Невестушка тем временем громко и раскатисто хохотала, подливая водки и накладывая маринованных грибов, картошки, селедки – всех тех яств, которыми славится русская выпивка. Ольга сидела, вперившись в телевизор: слава Богу, это ее всерьез занимало. Мне захотелось сказать нечто приятное Люде, и я сказала довольно опрометчиво: „Знаете что, Люда, если хотите – называйте меня мамой". Она ответила своей знаменитой фразой, которую мне не забыть, вдруг бросив на меня острый взгляд недобрых глаз. „Ну, это мы еще посмотрим!" – „Была бы честь предложена", – заметила я. Традиционно, ей следовало меня именно так и называть. Отказ означал: „Мы и без тебя просуществуем". В этом у меня не было никаких сомнений. Гриша в изумлении вертел головой.
55
Для компании Оле был привезен некий мальчик, якобы говоривший по-английски, но Ольга утверждала потом, что он ничего не понимал. Илью мы видели всего дважды, потом было невозможно заполучить его в гости. Хотя он жил с матерью очень близко от нашей гостиницы, и я звонила ей с просьбой, чтобы мальчик зашел к нам, но этого так и не случилось. Мать говорила, что он слишком занят.

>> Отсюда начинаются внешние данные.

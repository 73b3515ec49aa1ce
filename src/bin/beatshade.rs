use std::path::PathBuf;
use std::process::ExitCode;

use anyhow::Context as _;
use beatshade::{BeatshadeError, RenderConfig, RenderMode};
use clap::{Args, Parser, Subcommand, ValueEnum};
use tracing_subscriber::EnvFilter;

#[derive(Parser, Debug)]
#[command(name = "beatshade", version)]
struct Cli {
    #[command(subcommand)]
    cmd: Command,
}

#[derive(Subcommand, Debug)]
enum Command {
    /// Render the clip (requires `ffmpeg` on PATH).
    Render(ConfigArgs),
    /// Print the filter graph program without running anything.
    Graph(ConfigArgs),
    /// Print the beat/shade timeline as JSON.
    Timeline(ConfigArgs),
}

#[derive(Args, Debug)]
struct ConfigArgs {
    /// JSON config file; flags below override its values.
    #[arg(long)]
    config: Option<PathBuf>,

    /// Background video (looped).
    #[arg(long)]
    video: Option<PathBuf>,

    /// Audio track.
    #[arg(long)]
    audio: Option<PathBuf>,

    /// Output MP4 path.
    #[arg(long)]
    out: Option<PathBuf>,

    /// Output length in seconds.
    #[arg(long)]
    duration: Option<f64>,

    /// Assumed tempo.
    #[arg(long)]
    bpm: Option<f64>,

    /// Seed for beat jitter.
    #[arg(long)]
    seed: Option<u64>,

    /// Beat times from an external analyzer (JSON list of seconds).
    #[arg(long)]
    beats: Option<PathBuf>,

    /// Graph construction mode.
    #[arg(long, value_enum)]
    mode: Option<ModeChoice>,

    /// Kill ffmpeg after this many seconds.
    #[arg(long)]
    timeout: Option<f64>,
}

#[derive(Clone, Copy, Debug, ValueEnum)]
enum ModeChoice {
    Pulse,
    Timeline,
}

impl ConfigArgs {
    fn load(&self) -> anyhow::Result<RenderConfig> {
        let mut cfg = match &self.config {
            Some(path) => RenderConfig::from_path(path)?,
            None => RenderConfig::default(),
        };

        if let Some(v) = &self.video {
            cfg.video = v.clone();
        }
        if let Some(v) = &self.audio {
            cfg.audio = v.clone();
        }
        if let Some(v) = &self.out {
            cfg.output = v.clone();
        }
        if let Some(v) = self.duration {
            cfg.duration = v;
        }
        if let Some(v) = self.bpm {
            cfg.bpm = v;
        }
        if let Some(v) = self.seed {
            cfg.seed = Some(v);
        }
        if let Some(v) = &self.beats {
            cfg.beats_file = Some(v.clone());
        }
        if let Some(m) = self.mode {
            cfg.mode = match m {
                ModeChoice::Pulse => RenderMode::Pulse,
                ModeChoice::Timeline => RenderMode::Timeline,
            };
        }
        if let Some(v) = self.timeout {
            cfg.timeout_secs = Some(v);
        }
        Ok(cfg)
    }
}

fn main() -> ExitCode {
    init_tracing();

    let cli = match Cli::try_parse() {
        Ok(cli) => cli,
        Err(err) => {
            let _ = err.print();
            return if err.use_stderr() {
                ExitCode::from(EXIT_USAGE)
            } else {
                ExitCode::SUCCESS
            };
        }
    };
    let result = match cli.cmd {
        Command::Render(args) => cmd_render(args),
        Command::Graph(args) => cmd_graph(args),
        Command::Timeline(args) => cmd_timeline(args),
    };

    match result {
        Ok(()) => ExitCode::SUCCESS,
        Err(err) => {
            match err.downcast_ref::<BeatshadeError>() {
                Some(BeatshadeError::EngineExecution { status, stderr }) => {
                    eprintln!("ffmpeg failed ({status}):");
                    eprintln!("{stderr}");
                }
                _ => eprintln!("error: {err:#}"),
            }
            ExitCode::from(exit_code(&err))
        }
    }
}

const EXIT_FAILURE: u8 = 1;
const EXIT_MISSING_INPUT: u8 = 2;
const EXIT_ENGINE_FAILED: u8 = 3;
/// `EX_USAGE` from sysexits.h, kept apart from the missing-input code.
const EXIT_USAGE: u8 = 64;

fn exit_code(err: &anyhow::Error) -> u8 {
    match err.downcast_ref::<BeatshadeError>() {
        Some(BeatshadeError::MissingInput { .. }) => EXIT_MISSING_INPUT,
        Some(BeatshadeError::EngineExecution { .. }) => EXIT_ENGINE_FAILED,
        _ => EXIT_FAILURE,
    }
}

fn init_tracing() {
    let filter = EnvFilter::try_from_default_env().unwrap_or_else(|_| EnvFilter::new("info"));
    tracing_subscriber::fmt()
        .with_env_filter(filter)
        .with_writer(std::io::stderr)
        .init();
}

fn cmd_render(args: ConfigArgs) -> anyhow::Result<()> {
    let cfg = args.load()?;
    let engine = cfg.engine();
    let mut rng = cfg.rng();

    let report = beatshade::render(&cfg, &engine, &mut rng)?;

    println!("wrote {}", report.output.display());
    match &report.stream {
        Some(info) => println!("  stream: {info}"),
        None => println!("  stream: unavailable (probe failed)"),
    }
    println!("  size:   {:.1} MB", report.size_mb);
    println!(
        "  beats:  {} ({} shade changes)",
        report.beats,
        report.timeline.shade_changes()
    );
    Ok(())
}

fn cmd_graph(args: ConfigArgs) -> anyhow::Result<()> {
    let cfg = args.load()?;
    cfg.validate()?;
    let program = beatshade::build(cfg.strategy().as_ref(), &cfg.layout)?;
    println!("{program}");
    Ok(())
}

fn cmd_timeline(args: ConfigArgs) -> anyhow::Result<()> {
    let cfg = args.load()?;
    let mut rng = cfg.rng();
    let plan = beatshade::plan(&cfg, &mut rng)?;
    let json = serde_json::to_string_pretty(&plan.timeline).context("serialize timeline")?;
    println!("{json}");
    Ok(())
}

Еще более удивительным для меня было то, что мой сын, несмотря на просьбу зайти ко мне в гостиницу, поговорить посидеть вместе за семнадцать лет, так и не удосужился это сделать. Он все отговаривался, что „Люда не может". А когда я прямо попросила его зайти одного, он придумал всякие причины, чтобы не приходить.
Мы были в Москве уже месяц. Повидали за это время всех моих кузенов Аллилуевых – и тут было действительно радушие к нам обеим. Мальчики, с которыми я почти что росла вместе, мамины племянники, мало изменились. Теперь в возрасте от пятидесяти до пятидесяти восьми лет они были все так же хороши собою: все высокие, стройные, худощавые, белозубые, с карими веселыми глазами – просто загляденье – и выглядели все куда моложе своего возраста. Они были женаты, имели детей, хорошую работу; их жизнь идет хорошо – после ужасающих лет, когда их родители умирали, погибали в тюрьме. Они знали годы нищеты, страха, общественного остракизма, все на свете… Теперь они, наконец, довольны жизнью. К Ольге они были внимательны и теплы, и она это сразу же заметила. Мне так странно, что и у них – дети. Для меня они все еще „мальчики".
Один из них повел меня на Новодевичье кладбище. Возле могил мамы, бабушки и дедушки Аллилуевых, Павлуши и Жени Аллилуевых, Анны и Федора Аллилуевых прибавилась маленькая могила Василия Сталина – моего племянника, младшего сына Василия, умершего в двадцать лет от укола героина. Моя няня тоже похоронена здесь, и мы все соглашаемся, что необходимо перевезти сюда и Василия из его „казанского изгнания"…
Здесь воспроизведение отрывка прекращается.